Gas chambers and their commemoration

Very similar gas chambers operated in the three German Nazi extermination camps created as part of Operation Reinhard. All of them resembled Jewish ritual baths, both from the outside and inside. They were all located in the separated and masked zone no. III, the so-called death zone, camp no. 3 or camp of the dead.

In each of the camps it was a concrete, rectangular building with an extension for an internal combustion engine. A system was connected to the building through which the deadly exhaust fumes from the engine were pumped into the individual chambers. Then, the bodies of the gassed victims were taken by members of a commando which consisted of prisoners and buried in a mass grave, or in the later periods of the camps' operation, they were burned on combustion grates.

In all camps, they were most likely different engines. Both from the accounts of very few witnesses and the perpetrators, contradictory opinions emerge - was it a diesel or a gasoline engine? Was it an engine from a Soviet tank or a Renault engine? For example, gasmasters from Sobibór, who were professional mechanics, had different opinions about the engine model.

One of the main people responsible for the design and construction of the chambers was Lorenz Hackenholt, a German Nazi with the rank of SS-Hauptscharführer. He was a crew member of the Bełżec death camp, where he was responsible for the functioning of the gas chambers. Based on his experience in the Bełżec camp, he designed and later supervised the construction of chambers in the German camps in Sobibór and Treblinka.

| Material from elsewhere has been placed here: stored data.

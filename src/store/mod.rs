//! Persistence and collaborator seams used by the engine.
//!
//! The engine only talks to these traits; `mysql` backs them with sqlx in
//! production and `memory` backs them in tests.

use std::collections::BTreeSet;

use async_trait::async_trait;
use chrono::{Datelike, NaiveDate, Weekday};

use crate::error::AppError;
use crate::model::attendance::{AttendanceRecord, AttendanceWrite, ResetScope};
use crate::model::date_range::DateRange;
use crate::model::employee::EmploymentFacts;
use crate::model::leave_request::{LeaveId, LeaveRequest, LeaveStatus, NewLeaveRequest};
use crate::model::timesheet_blocker::{NewBlocker, TimesheetBlocker};

#[cfg(test)]
pub mod memory;
pub mod mysql;

#[async_trait]
pub trait LeaveStore: Send + Sync {
    async fn insert(&self, new: NewLeaveRequest) -> Result<LeaveRequest, AppError>;

    async fn get(&self, id: LeaveId) -> Result<Option<LeaveRequest>, AppError>;

    /// Persists every mutable column of `request`.
    async fn update(&self, request: &LeaveRequest) -> Result<(), AppError>;

    /// Requests of `employee_id` intersecting `range` whose status is in `statuses`.
    async fn find_overlapping(
        &self,
        employee_id: u64,
        range: DateRange,
        statuses: &[LeaveStatus],
    ) -> Result<Vec<LeaveRequest>, AppError>;

    /// Segments whose parent is `parent`, ordered by start date.
    async fn children(&self, parent: LeaveId) -> Result<Vec<LeaveRequest>, AppError>;

    async fn list_for_employee(
        &self,
        employee_id: u64,
        year: Option<i32>,
    ) -> Result<Vec<LeaveRequest>, AppError>;
}

#[async_trait]
pub trait AttendanceStore: Send + Sync {
    async fn get(
        &self,
        employee_id: u64,
        day: NaiveDate,
    ) -> Result<Option<AttendanceRecord>, AppError>;

    async fn between(
        &self,
        employee_id: u64,
        range: DateRange,
    ) -> Result<Vec<AttendanceRecord>, AppError>;

    /// Insert or overwrite the single row for (employee, day).
    async fn upsert(&self, write: AttendanceWrite) -> Result<AttendanceRecord, AppError>;

    /// Insert only; a second row for the same (employee, day) is a `Conflict`.
    async fn insert_new(&self, write: AttendanceWrite) -> Result<AttendanceRecord, AppError>;

    /// Resets rows locked by any of `sources`, optionally only inside `within`.
    async fn reset_by_source(
        &self,
        sources: &[LeaveId],
        within: Option<DateRange>,
        scope: ResetScope,
    ) -> Result<u64, AppError>;

    /// Resets every row of `employee_id` inside `range`.
    async fn reset_range(
        &self,
        employee_id: u64,
        range: DateRange,
        scope: ResetScope,
    ) -> Result<u64, AppError>;
}

#[async_trait]
pub trait BlockerStore: Send + Sync {
    async fn covering(
        &self,
        employee_id: u64,
        day: NaiveDate,
    ) -> Result<Option<TimesheetBlocker>, AppError>;

    async fn insert(&self, new: NewBlocker, blocked_by: u64) -> Result<TimesheetBlocker, AppError>;

    async fn list(&self, employee_id: Option<u64>) -> Result<Vec<TimesheetBlocker>, AppError>;

    /// Returns false when no blocker had that id.
    async fn delete(&self, id: u64) -> Result<bool, AppError>;
}

#[async_trait]
pub trait EmployeeDirectory: Send + Sync {
    async fn employment_facts(&self, employee_id: u64)
    -> Result<Option<EmploymentFacts>, AppError>;

    async fn manager_of(&self, employee_id: u64) -> Result<Option<u64>, AppError>;

    async fn active_employee_ids(&self) -> Result<Vec<u64>, AppError>;
}

#[async_trait]
pub trait CalendarOracle: Send + Sync {
    async fn holidays_between(&self, range: DateRange) -> Result<BTreeSet<NaiveDate>, AppError>;

    fn is_weekend(&self, day: NaiveDate) -> bool {
        matches!(day.weekday(), Weekday::Sat | Weekday::Sun)
    }
}

#[async_trait]
pub trait DocumentStore: Send + Sync {
    /// Duplicates document metadata of `source` onto `target`; returns copies made.
    async fn copy(&self, source: LeaveId, target: LeaveId) -> Result<usize, AppError>;
}

/// Something worth telling a person about. Delivery is best-effort.
#[derive(Debug, Clone, PartialEq, Eq)]
pub struct LeaveEvent {
    pub request_id: LeaveId,
    pub employee_id: u64,
    pub status: LeaveStatus,
    /// Manager for employee-initiated events, the employee for decisions.
    pub recipient: Option<u64>,
}

pub trait Notifier: Send + Sync {
    fn notify(&self, event: LeaveEvent);
}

Considering the data given by the Holocaust Museum in the USA, only in these three camps, during the period of mass deportations, about 1,500,000 (more than 1.5 million) people were murdered by the Germans and the collaborators from the East of the SS Wachmannschaften (Ukrainians, Belarusians, etc.).

• Treblinka: estimated number of victims 925,000 (period of mass deportations: July 1942 - August 1943)

• Sobibor: a minimum of 167,000 victims (mass deportation period: April 1942 - October 1943)

• Belzec: a minimum of  434,000 victims (period of mass deportations: March 1942 - December 1942)

The victims were mainly Jews and Roma and Sinti from the territories of the occupied countries: Poland, Austria, Bulgaria, Belgium, the Czech Republic, Slovakia, France, Greece, Yugoslavia, Germany, the Netherlands, Russia, Ukraine, Belarus and other territories occupied by Germany and its allies.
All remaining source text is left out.